___ RECORD EXCERPTS

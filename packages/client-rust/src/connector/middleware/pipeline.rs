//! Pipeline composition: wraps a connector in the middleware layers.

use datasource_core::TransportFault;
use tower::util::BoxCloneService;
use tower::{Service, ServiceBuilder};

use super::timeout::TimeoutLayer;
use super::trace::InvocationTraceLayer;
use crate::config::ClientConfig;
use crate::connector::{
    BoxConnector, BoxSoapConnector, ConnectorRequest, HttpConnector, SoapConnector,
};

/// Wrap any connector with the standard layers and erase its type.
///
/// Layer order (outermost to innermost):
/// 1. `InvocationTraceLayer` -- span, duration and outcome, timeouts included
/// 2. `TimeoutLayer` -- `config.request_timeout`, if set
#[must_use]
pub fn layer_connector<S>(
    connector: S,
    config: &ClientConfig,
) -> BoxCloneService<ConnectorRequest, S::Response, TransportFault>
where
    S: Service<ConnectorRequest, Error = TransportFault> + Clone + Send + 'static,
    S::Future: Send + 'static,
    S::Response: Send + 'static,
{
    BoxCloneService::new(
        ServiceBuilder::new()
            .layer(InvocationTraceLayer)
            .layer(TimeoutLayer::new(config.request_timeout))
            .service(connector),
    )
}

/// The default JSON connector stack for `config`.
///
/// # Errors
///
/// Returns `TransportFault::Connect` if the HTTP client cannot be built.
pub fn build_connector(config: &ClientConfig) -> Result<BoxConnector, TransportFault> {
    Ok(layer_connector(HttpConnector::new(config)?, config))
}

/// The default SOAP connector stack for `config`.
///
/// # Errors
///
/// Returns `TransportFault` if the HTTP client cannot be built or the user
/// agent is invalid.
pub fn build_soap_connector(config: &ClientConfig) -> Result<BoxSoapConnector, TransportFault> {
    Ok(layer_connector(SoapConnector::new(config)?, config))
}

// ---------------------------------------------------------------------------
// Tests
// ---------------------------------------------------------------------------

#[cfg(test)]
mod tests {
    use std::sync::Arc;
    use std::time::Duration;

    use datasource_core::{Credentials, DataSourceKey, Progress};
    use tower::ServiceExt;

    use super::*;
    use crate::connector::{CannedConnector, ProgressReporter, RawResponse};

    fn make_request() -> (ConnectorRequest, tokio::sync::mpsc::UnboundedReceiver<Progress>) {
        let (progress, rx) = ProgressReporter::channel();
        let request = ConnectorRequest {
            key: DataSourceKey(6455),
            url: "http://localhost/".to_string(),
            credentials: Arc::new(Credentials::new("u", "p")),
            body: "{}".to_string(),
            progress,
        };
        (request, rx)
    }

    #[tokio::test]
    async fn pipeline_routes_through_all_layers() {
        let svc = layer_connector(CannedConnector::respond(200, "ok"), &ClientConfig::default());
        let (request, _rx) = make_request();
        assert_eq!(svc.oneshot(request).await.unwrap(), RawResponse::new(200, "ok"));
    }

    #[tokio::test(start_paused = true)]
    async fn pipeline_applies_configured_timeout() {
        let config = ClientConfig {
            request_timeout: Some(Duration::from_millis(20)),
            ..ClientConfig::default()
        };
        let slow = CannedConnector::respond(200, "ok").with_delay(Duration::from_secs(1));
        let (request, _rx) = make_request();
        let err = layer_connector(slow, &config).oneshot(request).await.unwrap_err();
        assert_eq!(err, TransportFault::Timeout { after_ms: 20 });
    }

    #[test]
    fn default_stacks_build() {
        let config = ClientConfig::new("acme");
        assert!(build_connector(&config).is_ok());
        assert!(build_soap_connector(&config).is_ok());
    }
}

______

Set down only the lines above that fall between the line holding "use tower::util::BoxCloneService;" and the line holding "Layer order (outermost", inclusive, keeping each exact.

RESULT OF THE EXERCISE:
use tower::util::BoxCloneService;
use tower::{Service, ServiceBuilder};

use super::timeout::TimeoutLayer;
use super::trace::InvocationTraceLayer;
use crate::config::ClientConfig;
use crate::connector::{
    BoxConnector, BoxSoapConnector, ConnectorRequest, HttpConnector, SoapConnector,
};

/// Wrap any connector with the standard layers and erase its type.
///
/// Layer order (outermost to innermost):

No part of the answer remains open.